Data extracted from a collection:
####
use serde::{Deserialize, Serialize};
use serde_json::{json, Map, Value};
use sha2::{Digest, Sha256};

use crate::error::ReplayError;

pub const CHECKPOINT_SCHEMA_VERSION: &str = "v1";
pub const DONE_SENTINEL: &str = "DONE";

/// Attribute descriptors accepted inside a DynamoDB-JSON attribute value.
pub const ATTRIBUTE_TYPE_DESCRIPTORS: [&str; 10] =
    ["S", "N", "B", "BOOL", "NULL", "M", "L", "SS", "NS", "BS"];

/// A table record in DynamoDB-JSON form, e.g. `{"pk": {"S": "a"}}`.
pub type Item = Map<String, Value>;

/// Opaque position in the table-native scan order.
///
/// Wraps the key map of the last record of a page; resuming from it yields
/// the records strictly after that key.
#[derive(Debug, Clone, PartialEq, Eq, Serialize, Deserialize)]
#[serde(transparent)]
pub struct Checkpoint(Item);

impl Checkpoint {
    pub fn from_key(key: Item) -> Result<Self, ReplayError> {
        validate_attribute_map(&key)?;
        Ok(Self(key))
    }

    pub fn parse(value: &Value) -> Result<Self, ReplayError> {
        match value {
            Value::Object(map) => Self::from_key(map.clone()),
            Value::String(text) if text == DONE_SENTINEL => Err(ReplayError::invalid_checkpoint(
                "DONE marks a finished lineage and is not a resume point; omit LastEvaluatedKey to rescan",
            )),
            other => Err(ReplayError::invalid_checkpoint(format!(
                "LastEvaluatedKey must be an attribute map, got {}",
                json_type_name(other)
            ))),
        }
    }

    pub fn key(&self) -> &Item {
        &self.0
    }

    pub fn into_key(self) -> Item {
        self.0
    }
}

fn validate_attribute_map(key: &Item) -> Result<(), ReplayError> {
    if key.is_empty() {
        return Err(ReplayError::invalid_checkpoint(
            "LastEvaluatedKey cannot be empty",
        ));
    }

    for (name, value) in key {
        let descriptor = value
            .as_object()
            .filter(|descriptor| descriptor.len() == 1)
            .and_then(|descriptor| descriptor.keys().next());
        match descriptor {
            Some(tag) if ATTRIBUTE_TYPE_DESCRIPTORS.contains(&tag.as_str()) => {}
            _ => {
                return Err(ReplayError::invalid_checkpoint(format!(
                    "key attribute '{name}' is not a typed attribute value"
                )));
            }
        }
    }

    Ok(())
}

fn json_type_name(value: &Value) -> &'static str {
    match value {
        Value::Null => "null",
        Value::Bool(_) => "boolean",
        Value::Number(_) => "number",
        Value::String(_) => "string",
        Value::Array(_) => "array",
        Value::Object(_) => "object",
    }
}

/// Outcome of one invocation.
#[derive(Debug, Clone, PartialEq, Eq)]
pub enum RunResult {
    Exhausted,
    Paused(Checkpoint),
}

impl RunResult {
    pub fn checkpoint(&self) -> Option<&Checkpoint> {
        match self {
            Self::Exhausted => None,
            Self::Paused(checkpoint) => Some(checkpoint),
        }
    }
}

/// Invocation input. Unknown fields are ignored so that a previous
/// [`ReplayResponse`] can be passed back verbatim.
#[derive(Debug, Clone, Default, PartialEq, Serialize, Deserialize)]
pub struct ReplayRequest {
    #[serde(
        rename = "LastEvaluatedKey",
        default,
        skip_serializing_if = "Option::is_none"
    )]
    pub last_evaluated_key: Option<Value>,
    #[serde(default, skip_serializing_if = "Option::is_none")]
    pub scan_fingerprint: Option<String>,
}

impl ReplayRequest {
    pub fn start() -> Self {
        Self::default()
    }

    pub fn resume(checkpoint: &Checkpoint, table_name: &str) -> Self {
        Self {
            last_evaluated_key: Some(Value::Object(checkpoint.key().clone())),
            scan_fingerprint: Some(scan_fingerprint(table_name)),
        }
    }

    pub fn from_event(event: Value) -> Result<Self, ReplayError> {
        if !event.is_object() {
            return Err(ReplayError::invalid_checkpoint(
                "invocation payload must be a JSON object",
            ));
        }
        serde_json::from_value(event).map_err(|error| {
            ReplayError::invalid_checkpoint(format!("malformed invocation payload: {error}"))
        })
    }

    /// Validates the supplied checkpoint against the lineage of `table_name`.
    /// `None` means "start from the beginning of the table".
    pub fn resolve_checkpoint(&self, table_name: &str) -> Result<Option<Checkpoint>, ReplayError> {
        let Some(raw) = &self.last_evaluated_key else {
            return Ok(None);
        };

        if let Some(fingerprint) = &self.scan_fingerprint {
            if *fingerprint != scan_fingerprint(table_name) {
                return Err(ReplayError::invalid_checkpoint(format!(
                    "checkpoint belongs to a different scan lineage than table '{table_name}'"
                )));
            }
        }

        Checkpoint::parse(raw).map(Some)
    }
}

/// Invocation output; `LastEvaluatedKey` is either `"DONE"` or a checkpoint.
#[derive(Debug, Clone, PartialEq, Serialize, Deserialize)]
pub struct ReplayResponse {
    #[serde(rename = "LastEvaluatedKey")]
    pub last_evaluated_key: Value,
    #[serde(default, skip_serializing_if = "Option::is_none")]
    pub scan_fingerprint: Option<String>,
    pub pages_forwarded: usize,
    pub records_forwarded: usize,
}

impl ReplayResponse {
    pub fn from_result(
        result: &RunResult,
        table_name: &str,
        pages_forwarded: usize,
        records_forwarded: usize,
    ) -> Self {
        match result {
            RunResult::Exhausted => Self {
                last_evaluated_key: Value::String(DONE_SENTINEL.to_string()),
                scan_fingerprint: None,
                pages_forwarded,
                records_forwarded,
            },
            RunResult::Paused(checkpoint) => Self {
                last_evaluated_key: Value::Object(checkpoint.key().clone()),
                scan_fingerprint: Some(scan_fingerprint(table_name)),
                pages_forwarded,
                records_forwarded,
            },
        }
    }

    pub fn is_done(&self) -> bool {
        self.last_evaluated_key.as_str() == Some(DONE_SENTINEL)
    }
}

/// Binds checkpoints to the table whose native scan order produced them.
pub fn scan_fingerprint(table_name: &str) -> String {
    let lineage = json!({
        "schema_version": CHECKPOINT_SCHEMA_VERSION,
        "table_name": table_name,
    });
    let mut hasher = Sha256::new();
    hasher.update(lineage.to_string());
    format!("{:x}", hasher.finalize())
}
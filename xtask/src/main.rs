use std::fs;
use std::io::Write;
use std::path::{Path, PathBuf};
use std::process::{exit, Command, ExitStatus};

use clap::{Parser, Subcommand, ValueEnum};
use zip::write::FileOptions;
use zip::{CompressionMethod, ZipWriter};

const LAMBDA_PACKAGE: &str = "backfill_replay_lambda";
const LAMBDA_BINARY: &str = "backfill_lambda";

// ── CLI definition ─────────────────────────────────────────────────

#[derive(Parser)]
#[command(
    name = "xtask",
    about = "Task runner for the table backfill replay workspace",
    long_about = "CI checks, property-test stress runs and Lambda packaging\n\
                  for the table backfill replay workspace."
)]
struct Cli {
    #[command(subcommand)]
    command: Commands,
}

#[derive(Subcommand)]
enum Commands {
    /// Run CI checks (fmt, clippy, tests)
    Ci {
        /// Job to run
        #[arg(value_enum, default_value_t = CiJob::Check)]
        job: CiJob,
    },
    /// Run the scan lineage property tests with many more cases
    Stress {
        /// Number of proptest cases per property
        #[arg(long, env = "PROPTEST_CASES", default_value_t = 4096)]
        cases: u32,
    },
    /// Build the Lambda binary and package it as a `bootstrap` zip
    LambdaPackage {
        /// Compilation target triple for the Lambda binary
        #[arg(long, default_value = "x86_64-unknown-linux-gnu")]
        target: String,
        /// Build profile used for the binary
        #[arg(value_enum, long, default_value_t = BuildProfile::Release)]
        profile: BuildProfile,
        /// Directory receiving the zip artifact
        #[arg(long, default_value = "dist")]
        out_dir: PathBuf,
    },
}

#[derive(Clone, ValueEnum)]
enum CiJob {
    /// Formatting and clippy
    Lint,
    /// Unit, integration and property tests
    Test,
    /// Lint + test
    Check,
}

#[derive(Clone, Copy, ValueEnum)]
enum BuildProfile {
    Debug,
    Release,
}

impl BuildProfile {
    fn dir_name(self) -> &'static str {
        match self {
            Self::Debug => "debug",
            Self::Release => "release",
        }
    }

    fn as_cargo_flag(self) -> Option<&'static str> {
        match self {
            Self::Debug => None,
            Self::Release => Some("--release"),
        }
    }
}

// ── helpers ────────────────────────────────────────────────────────

fn step(label: &str) {
    eprintln!("\n=== {label} ===");
}

fn cargo(args: &[&str], envs: &[(&str, String)]) -> ExitStatus {
    eprintln!("+ cargo {}", args.join(" "));
    Command::new("cargo")
        .args(args)
        .envs(envs.iter().map(|(key, value)| (*key, value.as_str())))
        .status()
        .expect("failed to execute cargo")
}

fn run_cargo(args: &[&str]) {
    run_cargo_with_env(args, &[]);
}

fn run_cargo_with_env(args: &[&str], envs: &[(&str, String)]) {
    let status = cargo(args, envs);
    if !status.success() {
        exit(status.code().unwrap_or(1));
    }
}

fn ensure_rust_target_installed(target: &str) {
    let output = match Command::new("rustup")
        .args(["target", "list", "--installed"])
        .output()
    {
        Ok(value) => value,
        Err(error) => {
            eprintln!("warning: could not query rustup targets ({error}); skipping preflight");
            return;
        }
    };

    let installed = String::from_utf8_lossy(&output.stdout);
    if output.status.success() && !installed.lines().any(|line| line.trim() == target) {
        panic!(
            "rust target `{target}` is not installed; run `rustup target add {target}` and retry `cargo run -p xtask -- lambda-package`"
        );
    }
}

fn package_lambda(target: &str, profile: BuildProfile, out_dir: &Path) {
    ensure_rust_target_installed(target);

    step("Build backfill lambda binary");
    let mut cargo_args = vec![
        "build",
        "-p",
        LAMBDA_PACKAGE,
        "--target",
        target,
        "--bin",
        LAMBDA_BINARY,
    ];
    if let Some(flag) = profile.as_cargo_flag() {
        cargo_args.push(flag);
    }
    run_cargo(&cargo_args);

    step("Package lambda zip artifact");
    let binary_path = Path::new("target")
        .join(target)
        .join(profile.dir_name())
        .join(LAMBDA_BINARY);
    fs::create_dir_all(out_dir).expect("failed to create lambda dist directory");
    let zip_path = out_dir.join(format!("{LAMBDA_BINARY}.zip"));
    write_bootstrap_zip(&binary_path, &zip_path);

    eprintln!("\nPackaged artifact:\n- {}", zip_path.display());
}

/// The provided.al2023 runtime executes the archive entry named `bootstrap`.
fn write_bootstrap_zip(binary_path: &Path, zip_path: &Path) {
    if !binary_path.exists() {
        panic!("expected lambda binary at '{}'", binary_path.display());
    }

    let binary = fs::read(binary_path).expect("failed to read lambda binary");
    let file = fs::File::create(zip_path).expect("failed to create lambda zip");
    let mut zip = ZipWriter::new(file);
    let options = FileOptions::default()
        .compression_method(CompressionMethod::Deflated)
        .unix_permissions(0o755);
    zip.start_file("bootstrap", options)
        .expect("failed to start bootstrap entry in lambda zip");
    zip.write_all(&binary)
        .expect("failed to write bootstrap entry");
    zip.finish().expect("failed to finish lambda zip");
}

// ── CI jobs ────────────────────────────────────────────────────────

fn ci_lint() {
    step("Check formatting");
    run_cargo(&["fmt", "--all", "--", "--check"]);

    step("Clippy");
    run_cargo(&[
        "clippy",
        "--all-targets",
        "--all-features",
        "--",
        "-D",
        "warnings",
    ]);
}

fn ci_test() {
    step("Test backfill_replay_core");
    run_cargo(&["test", "-p", "backfill_replay_core"]);

    step("Test backfill_replay_lambda");
    run_cargo(&["test", "-p", LAMBDA_PACKAGE]);
}

// ── main ───────────────────────────────────────────────────────────

fn main() {
    let cli = Cli::parse();

    match cli.command {
        Commands::Ci { job } => {
            match job {
                CiJob::Lint => ci_lint(),
                CiJob::Test => ci_test(),
                CiJob::Check => {
                    ci_lint();
                    ci_test();
                }
            }
            eprintln!("\nCI job passed.");
        }
        Commands::Stress { cases } => {
            step("Property tests under stress");
            run_cargo_with_env(
                &[
                    "test",
                    "-p",
                    "backfill_replay_core",
                    "--release",
                    "--test",
                    "property_scan_lineage_tests",
                ],
                &[("PROPTEST_CASES", cases.to_string())],
            );
        }
        Commands::LambdaPackage {
            target,
            profile,
            out_dir,
        } => {
            package_lambda(&target, profile, &out_dir);
        }
    }
}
####
What is expected: Given the records above, return exactly the lines starting at the line containing "#[derive(Debug, Clone, PartialEq, Eq, Serialize, Deserialize)]" and ending at the line containing "marks a finished", including both.

Exercise result:
#[derive(Debug, Clone, PartialEq, Eq, Serialize, Deserialize)]
#[serde(transparent)]
pub struct Checkpoint(Item);

impl Checkpoint {
    pub fn from_key(key: Item) -> Result<Self, ReplayError> {
        validate_attribute_map(&key)?;
        Ok(Self(key))
    }

    pub fn parse(value: &Value) -> Result<Self, ReplayError> {
        match value {
            Value::Object(map) => Self::from_key(map.clone()),
            Value::String(text) if text == DONE_SENTINEL => Err(ReplayError::invalid_checkpoint(
                "DONE marks a finished lineage and is not a resume point; omit LastEvaluatedKey to rescan",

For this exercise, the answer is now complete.